**EXERCISE OBJECTIVE**: The reply must contain all of the records, unchanged.

**Stored data entries**:
* * *

//! Router builder for the Bookly HTTP server

use axum::{extract::Request, http::HeaderValue, Router};
use std::time::Duration;
use tower_http::{
    cors::{Any, CorsLayer},
    request_id::{MakeRequestId, RequestId, SetRequestIdLayer},
    timeout::TimeoutLayer,
    trace::{DefaultMakeSpan, DefaultOnRequest, DefaultOnResponse, TraceLayer},
};
use uuid::{Timestamp, Uuid};

use bookly_kernel::ModuleRegistry;

/// Request ID generator for tracing
#[derive(Clone)]
struct MakeRequestUuid;

impl MakeRequestId for MakeRequestUuid {
    fn make_request_id<B>(&mut self, _request: &Request<B>) -> Option<RequestId> {
        let timestamp = Timestamp::now(uuid::NoContext);
        let request_id = Uuid::new_v7(timestamp)
            .to_string()
            .parse::<HeaderValue>()
            .ok()?;
        Some(RequestId::new(request_id))
    }
}

/// API version string; all resource routers and the docs endpoints are
/// mounted under `/api/{API_VERSION}`.
pub const API_VERSION: &str = "v1";

/// Path prefix shared by every mounted router
pub fn version_prefix() -> String {
    format!("/api/{}", API_VERSION)
}

/// Builder for constructing the main HTTP router
pub struct RouterBuilder {
    router: Router,
}

impl RouterBuilder {
    /// Create a new router builder
    pub fn new() -> Self {
        Self {
            router: Router::new(),
        }
    }

    /// Add a route to the router
    pub fn route(mut self, path: &str, route: axum::routing::MethodRouter) -> Self {
        self.router = self.router.route(path, route);
        self
    }

    /// Mount a module's router under `/api/{version}/{module_name}`
    pub fn mount_module(mut self, module_name: &str, module_router: Router) -> Self {
        let api_path = format!("{}/{}", version_prefix(), module_name);
        self.router = self.router.nest(&api_path, module_router);
        self
    }

    /// Add tracing middleware
    pub fn with_tracing(mut self) -> Self {
        self.router = self.router.layer(
            TraceLayer::new_for_http()
                .make_span_with(DefaultMakeSpan::new().include_headers(true))
                .on_request(DefaultOnRequest::new().level(tracing::Level::INFO))
                .on_response(DefaultOnResponse::new().level(tracing::Level::INFO)),
        );
        self
    }

    /// Add CORS middleware
    pub fn with_cors(mut self) -> Self {
        self.router = self.router.layer(
            CorsLayer::new()
                .allow_origin(Any)
                .allow_methods(Any)
                .allow_headers(Any),
        );
        self
    }

    /// Add request ID middleware
    pub fn with_request_id(mut self) -> Self {
        self.router = self
            .router
            .layer(SetRequestIdLayer::x_request_id(MakeRequestUuid));
        self
    }

    /// Add timeout middleware
    pub fn with_timeout(mut self, timeout_ms: u64) -> Self {
        self.router = self
            .router
            .layer(TimeoutLayer::new(Duration::from_millis(timeout_ms)));
        self
    }

    /// Add OpenAPI documentation by collecting specs from all modules.
    /// The interactive UI is served at `/api/{version}/docs` and the merged
    /// document at `/api/{version}/openapi.json`.
    pub fn with_openapi(mut self, registry: &ModuleRegistry) -> Self {
        // Start with base OpenAPI spec; utoipa only accepts 3.1.x documents
        let mut openapi_spec = serde_json::json!({
            "openapi": "3.1.0",
            "info": {
                "title": "Bookly API",
                "version": API_VERSION,
                "description": "A REST API for a book review web service"
            },
            "paths": {},
            "components": {
                "schemas": {}
            }
        });

        // Add common error response schema
        openapi_spec["components"]["schemas"]["ErrorResponse"] = serde_json::json!({
            "type": "object",
            "properties": {
                "error": {
                    "type": "object",
                    "properties": {
                        "code": {
                            "type": "string"
                        },
                        "message": {
                            "type": "string"
                        },
                        "details": {
                            "type": "array",
                            "items": {}
                        },
                        "trace_id": {
                            "type": "string"
                        },
                        "timestamp": {
                            "type": "string"
                        }
                    },
                    "required": ["code", "message", "trace_id", "timestamp"]
                }
            },
            "required": ["error"]
        });

        // Add server health endpoint
        openapi_spec["paths"]["/healthz"] = serde_json::json!({
            "get": {
                "summary": "Health check",
                "responses": {
                    "200": {
                        "description": "OK",
                        "content": {
                            "text/plain": {
                                "schema": {
                                    "type": "string"
                                }
                            }
                        }
                    }
                }
            }
        });

        // Collect OpenAPI specs from all modules
        for module in registry.modules() {
            if let Some(module_spec) = module.openapi() {
                // Merge paths from module
                if let Some(paths) = module_spec.get("paths") {
                    if let Some(paths_obj) = paths.as_object() {
                        for (path, path_item) in paths_obj {
                            // Prefix module paths with /api/{version}/{module_name}
                            let prefixed_path =
                                format!("{}/{}{}", version_prefix(), module.name(), path);
                            openapi_spec["paths"][prefixed_path] = path_item.clone();
                        }
                    }
                }

                // Merge schemas from module
                if let Some(components) = module_spec.get("components") {
                    if let Some(schemas) = components.get("schemas") {
                        if let Some(schemas_obj) = schemas.as_object() {
                            for (schema_name, schema_def) in schemas_obj {
                                openapi_spec["components"]["schemas"][schema_name] =
                                    schema_def.clone();
                            }
                        }
                    }
                }
            }
        }

        // Deserialize our JSON spec into a proper utoipa OpenApi object
        // so SwaggerUI can serve it alongside the interactive docs
        let openapi_obj: utoipa::openapi::OpenApi = match serde_json::from_value(openapi_spec) {
            Ok(openapi_obj) => openapi_obj,
            Err(e) => {
                tracing::error!(
                    error = %e,
                    "failed to convert merged OpenAPI document; serving an empty one"
                );
                utoipa::openapi::OpenApiBuilder::new()
                    .info(
                        utoipa::openapi::InfoBuilder::new()
                            .title("Bookly API")
                            .version(API_VERSION)
                            .build(),
                    )
                    .build()
            }
        };

        // SwaggerUI serves the interactive docs at the versioned docs path
        // and the merged document at the versioned openapi.json path
        self.router = self.router.merge(
            utoipa_swagger_ui::SwaggerUi::new(format!("{}/docs", version_prefix())).url(
                format!("{}/openapi.json", version_prefix()),
                openapi_obj,
            ),
        );

        self
    }

    /// Build the final router
    pub fn build(self) -> Router {
        self.router
    }
}

impl Default for RouterBuilder {
    fn default() -> Self {
        Self::new()
    }
}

* * *

**ANSWER AREA**:
//! Router builder for the Bookly HTTP server

use axum::{extract::Request, http::HeaderValue, Router};
use std::time::Duration;
use tower_http::{
    cors::{Any, CorsLayer},
    request_id::{MakeRequestId, RequestId, SetRequestIdLayer},
    timeout::TimeoutLayer,
    trace::{DefaultMakeSpan, DefaultOnRequest, DefaultOnResponse, TraceLayer},
};
use uuid::{Timestamp, Uuid};

use bookly_kernel::ModuleRegistry;

/// Request ID generator for tracing
#[derive(Clone)]
struct MakeRequestUuid;

impl MakeRequestId for MakeRequestUuid {
    fn make_request_id<B>(&mut self, _request: &Request<B>) -> Option<RequestId> {
        let timestamp = Timestamp::now(uuid::NoContext);
        let request_id = Uuid::new_v7(timestamp)
            .to_string()
            .parse::<HeaderValue>()
            .ok()?;
        Some(RequestId::new(request_id))
    }
}

/// API version string; all resource routers and the docs endpoints are
/// mounted under `/api/{API_VERSION}`.
pub const API_VERSION: &str = "v1";

/// Path prefix shared by every mounted router
pub fn version_prefix() -> String {
    format!("/api/{}", API_VERSION)
}

/// Builder for constructing the main HTTP router
pub struct RouterBuilder {
    router: Router,
}

impl RouterBuilder {
    /// Create a new router builder
    pub fn new() -> Self {
        Self {
            router: Router::new(),
        }
    }

    /// Add a route to the router
    pub fn route(mut self, path: &str, route: axum::routing::MethodRouter) -> Self {
        self.router = self.router.route(path, route);
        self
    }

    /// Mount a module's router under `/api/{version}/{module_name}`
    pub fn mount_module(mut self, module_name: &str, module_router: Router) -> Self {
        let api_path = format!("{}/{}", version_prefix(), module_name);
        self.router = self.router.nest(&api_path, module_router);
        self
    }

    /// Add tracing middleware
    pub fn with_tracing(mut self) -> Self {
        self.router = self.router.layer(
            TraceLayer::new_for_http()
                .make_span_with(DefaultMakeSpan::new().include_headers(true))
                .on_request(DefaultOnRequest::new().level(tracing::Level::INFO))
                .on_response(DefaultOnResponse::new().level(tracing::Level::INFO)),
        );
        self
    }

    /// Add CORS middleware
    pub fn with_cors(mut self) -> Self {
        self.router = self.router.layer(
            CorsLayer::new()
                .allow_origin(Any)
                .allow_methods(Any)
                .allow_headers(Any),
        );
        self
    }

    /// Add request ID middleware
    pub fn with_request_id(mut self) -> Self {
        self.router = self
            .router
            .layer(SetRequestIdLayer::x_request_id(MakeRequestUuid));
        self
    }

    /// Add timeout middleware
    pub fn with_timeout(mut self, timeout_ms: u64) -> Self {
        self.router = self
            .router
            .layer(TimeoutLayer::new(Duration::from_millis(timeout_ms)));
        self
    }

    /// Add OpenAPI documentation by collecting specs from all modules.
    /// The interactive UI is served at `/api/{version}/docs` and the merged
    /// document at `/api/{version}/openapi.json`.
    pub fn with_openapi(mut self, registry: &ModuleRegistry) -> Self {
        // Start with base OpenAPI spec; utoipa only accepts 3.1.x documents
        let mut openapi_spec = serde_json::json!({
            "openapi": "3.1.0",
            "info": {
                "title": "Bookly API",
                "version": API_VERSION,
                "description": "A REST API for a book review web service"
            },
            "paths": {},
            "components": {
                "schemas": {}
            }
        });

        // Add common error response schema
        openapi_spec["components"]["schemas"]["ErrorResponse"] = serde_json::json!({
            "type": "object",
            "properties": {
                "error": {
                    "type": "object",
                    "properties": {
                        "code": {
                            "type": "string"
                        },
                        "message": {
                            "type": "string"
                        },
                        "details": {
                            "type": "array",
                            "items": {}
                        },
                        "trace_id": {
                            "type": "string"
                        },
                        "timestamp": {
                            "type": "string"
                        }
                    },
                    "required": ["code", "message", "trace_id", "timestamp"]
                }
            },
            "required": ["error"]
        });

        // Add server health endpoint
        openapi_spec["paths"]["/healthz"] = serde_json::json!({
            "get": {
                "summary": "Health check",
                "responses": {
                    "200": {
                        "description": "OK",
                        "content": {
                            "text/plain": {
                                "schema": {
                                    "type": "string"
                                }
                            }
                        }
                    }
                }
            }
        });

        // Collect OpenAPI specs from all modules
        for module in registry.modules() {
            if let Some(module_spec) = module.openapi() {
                // Merge paths from module
                if let Some(paths) = module_spec.get("paths") {
                    if let Some(paths_obj) = paths.as_object() {
                        for (path, path_item) in paths_obj {
                            // Prefix module paths with /api/{version}/{module_name}
                            let prefixed_path =
                                format!("{}/{}{}", version_prefix(), module.name(), path);
                            openapi_spec["paths"][prefixed_path] = path_item.clone();
                        }
                    }
                }

                // Merge schemas from module
                if let Some(components) = module_spec.get("components") {
                    if let Some(schemas) = components.get("schemas") {
                        if let Some(schemas_obj) = schemas.as_object() {
                            for (schema_name, schema_def) in schemas_obj {
                                openapi_spec["components"]["schemas"][schema_name] =
                                    schema_def.clone();
                            }
                        }
                    }
                }
            }
        }

        // Deserialize our JSON spec into a proper utoipa OpenApi object
        // so SwaggerUI can serve it alongside the interactive docs
        let openapi_obj: utoipa::openapi::OpenApi = match serde_json::from_value(openapi_spec) {
            Ok(openapi_obj) => openapi_obj,
            Err(e) => {
                tracing::error!(
                    error = %e,
                    "failed to convert merged OpenAPI document; serving an empty one"
                );
                utoipa::openapi::OpenApiBuilder::new()
                    .info(
                        utoipa::openapi::InfoBuilder::new()
                            .title("Bookly API")
                            .version(API_VERSION)
                            .build(),
                    )
                    .build()
            }
        };

        // SwaggerUI serves the interactive docs at the versioned docs path
        // and the merged document at the versioned openapi.json path
        self.router = self.router.merge(
            utoipa_swagger_ui::SwaggerUi::new(format!("{}/docs", version_prefix())).url(
                format!("{}/openapi.json", version_prefix()),
                openapi_obj,
            ),
        );

        self
    }

    /// Build the final router
    pub fn build(self) -> Router {
        self.router
    }
}

impl Default for RouterBuilder {
    fn default() -> Self {
        Self::new()
    }
}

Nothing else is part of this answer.